Many researchers have advanced the idea that the regressive use of BPO pantomimes reflects the presence of a central symbolic deficit in aphasic patients. It is suggested this is due to BPO pantomimes offering a more concrete representation of an object and permits a more vivid experience of affective component of the pretended action. However, others interpret BPO pantomiming in aphasics as being indicative of apraxic motor disturbance, due to the high-comorbidity between Aphasia and Apraxia.

====Gestural treatment for aphasia====
The key role of gesture in human communications has important implications for people with aphasia. Language impairment can be compensated for by the communicative function and facilitative role of gesture use.

Intention Gesture Treatment (IGT) and Pantomime Gesture Treatment (PGT) have had positive treatment effects for aphasics, with PGT being shown to be more effective with individuals with severe aphasia.

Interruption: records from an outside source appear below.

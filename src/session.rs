// session.rs
// Single state record for an interactive calculator front end

use crate::engine::{Engine, Evaluation};
use crate::error::EngineError;
use crate::experiment::{format_result, ExperimentArchetype, FormattedField, InputField, InputSet};

/// Selection, inputs, and the outcome of the last evaluation, kept together so
/// every transition updates them consistently.
#[derive(Debug)]
pub struct Session<'a> {
    engine: &'a Engine,
    selected: &'a ExperimentArchetype,
    inputs: InputSet,
    outcome: Option<Evaluation>,
    error: Option<EngineError>,
    curve_visible: bool,
}

impl<'a> Session<'a> {
    /// Starts on the first catalog entry with every field at its form default.
    pub fn new(engine: &'a Engine) -> Self {
        // Catalog construction guarantees at least one entry.
        let selected = &engine.catalog().list()[0];
        Self {
            engine,
            selected,
            inputs: InputSet::defaults(),
            outcome: None,
            error: None,
            curve_visible: false,
        }
    }

    pub fn selected(&self) -> &ExperimentArchetype {
        self.selected
    }

    pub fn inputs(&self) -> &InputSet {
        &self.inputs
    }

    pub fn outcome(&self) -> Option<&Evaluation> {
        self.outcome.as_ref()
    }

    pub fn error(&self) -> Option<&EngineError> {
        self.error.as_ref()
    }

    pub fn curve_visible(&self) -> bool {
        self.curve_visible && self.outcome.is_some()
    }

    /// Switch archetype. Clears the outcome, error, and curve, and puts the new
    /// archetype's own fields back to their defaults.
    pub fn select(&mut self, archetype_id: &str) -> Result<(), EngineError> {
        let archetype = self.engine.catalog().find_by_id(archetype_id)?;
        self.selected = archetype;
        self.outcome = None;
        self.error = None;
        self.curve_visible = false;
        for &field in archetype.required_input_fields() {
            self.inputs.set(field, field.default_value());
        }
        Ok(())
    }

    /// Edits one field. A previous outcome stays until the next `evaluate`.
    pub fn set_input(&mut self, field: InputField, value: f64) {
        self.inputs.set(field, value);
    }

    pub fn evaluate(&mut self) -> Result<&Evaluation, &EngineError> {
        match self.engine.evaluate_archetype(self.selected, &self.inputs) {
            Ok(evaluation) => {
                self.error = None;
                self.curve_visible = false;
                Ok(&*self.outcome.insert(evaluation))
            }
            Err(err) => {
                self.outcome = None;
                self.curve_visible = false;
                Err(&*self.error.insert(err))
            }
        }
    }

    pub fn toggle_curve(&mut self) {
        self.curve_visible = !self.curve_visible;
    }

    pub fn dismiss_error(&mut self) {
        self.error = None;
    }

    pub fn formatted_results(&self) -> Option<Vec<FormattedField>> {
        self.outcome.as_ref().map(|o| format_result(&o.scalars))
    }
}

#[cfg(test)]
mod tests {
    use super::*;
    use crate::error::ValidationErrorKind;

    #[test]
    fn starts_on_first_archetype_with_defaults() {
        let engine = Engine::default();
        let session = Session::new(&engine);
        assert_eq!(session.selected().id, "zn-cu");
        assert_eq!(session.inputs().get(InputField::Distance), Some(5.0));
        assert!(session.outcome().is_none());
        assert!(!session.curve_visible());
    }

    #[test]
    fn evaluate_stores_outcome_and_formats_it() {
        let engine = Engine::default();
        let mut session = Session::new(&engine);
        assert!(session.evaluate().is_ok());
        let rows = session.formatted_results().unwrap();
        assert_eq!(rows[1].value, "1.16 V");
        session.toggle_curve();
        assert!(session.curve_visible());
    }

    #[test]
    fn selecting_clears_outcome_and_resets_own_fields() {
        let engine = Engine::default();
        let mut session = Session::new(&engine);
        session.set_input(InputField::AppliedVoltage, 9.0);
        session.set_input(InputField::Distance, 42.0);
        session.evaluate().unwrap();
        session.toggle_curve();

        session.select("water-electrolysis").unwrap();
        assert!(session.outcome().is_none());
        assert!(session.error().is_none());
        assert!(!session.curve_visible());
        assert_eq!(session.inputs().get(InputField::AppliedVoltage), Some(2.0));
        // Fields the electrolysis form does not show are untouched.
        assert_eq!(session.inputs().get(InputField::Distance), Some(42.0));
    }

    #[test]
    fn failed_evaluation_leaves_no_partial_result() {
        let engine = Engine::default();
        let mut session = Session::new(&engine);
        session.evaluate().unwrap();

        session.set_input(InputField::AnodeConcentration, 0.0);
        let err = session.evaluate().unwrap_err();
        assert_eq!(err.validation_kind(), Some(ValidationErrorKind::NonPositiveConcentration));
        assert!(session.outcome().is_none());
        assert!(session.formatted_results().is_none());

        session.dismiss_error();
        assert!(session.error().is_none());
    }

    #[test]
    fn unknown_selection_keeps_current_state() {
        let engine = Engine::default();
        let mut session = Session::new(&engine);
        session.evaluate().unwrap();
        assert!(session.select("unobtainium").is_err());
        assert_eq!(session.selected().id, "zn-cu");
        assert!(session.outcome().is_some());
    }
}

Other forms of gestural training like artificial language techniques, Amerind, and American Sign Language have also been shown to reduce language impairment in aphasics; even in those with no grammatical or syntactical ability. Such training also stimulates the thought processes and improves the self-concept of these patients.

===Apraxia===
Apraxia is a neurological condition in which an individual loses the ability to execute movements that the individual is otherwise physically capable of performing.

Use of BPO pantomimes, instead of the IO pantomimes dominant in non-apraxic patients (i.e. BPO errors), is one of the diagnostic error patterns in apraxia. Though BPO errors seem to be inconsistent in their efficacy for diagnosing apraxia: many studies have shown BPO errors being distinctly associated with the apraxic symptomatology; while many have shown they are not. However, it has been asserted that these apparently contradicting results may be due to a lack of control for confounding factors. For example, BPO errors are differentially affected by age and educational level in normal subjects; older, healthy people (tested group average 69 years old) and healthy adults with lower amount of education (tested group with average 7.2 years of formal education) make significantly more BPO errors than the average adult population.

===Schizophrenia===
It has been found that BPO errors (i.e. use of BPO pantomimes in place of the IO pantomimes dominant in typical adult individuals) are made by patients with schizophrenia. Given that BPO errors are associated with apraxia, and that past research has indicated that patients with schizophrenia have apraxia-like symptoms, this is perhaps not a surprising finding. This BPO-schizophrenia association has not been extensively explored to date, and more research is required in order to better understand it.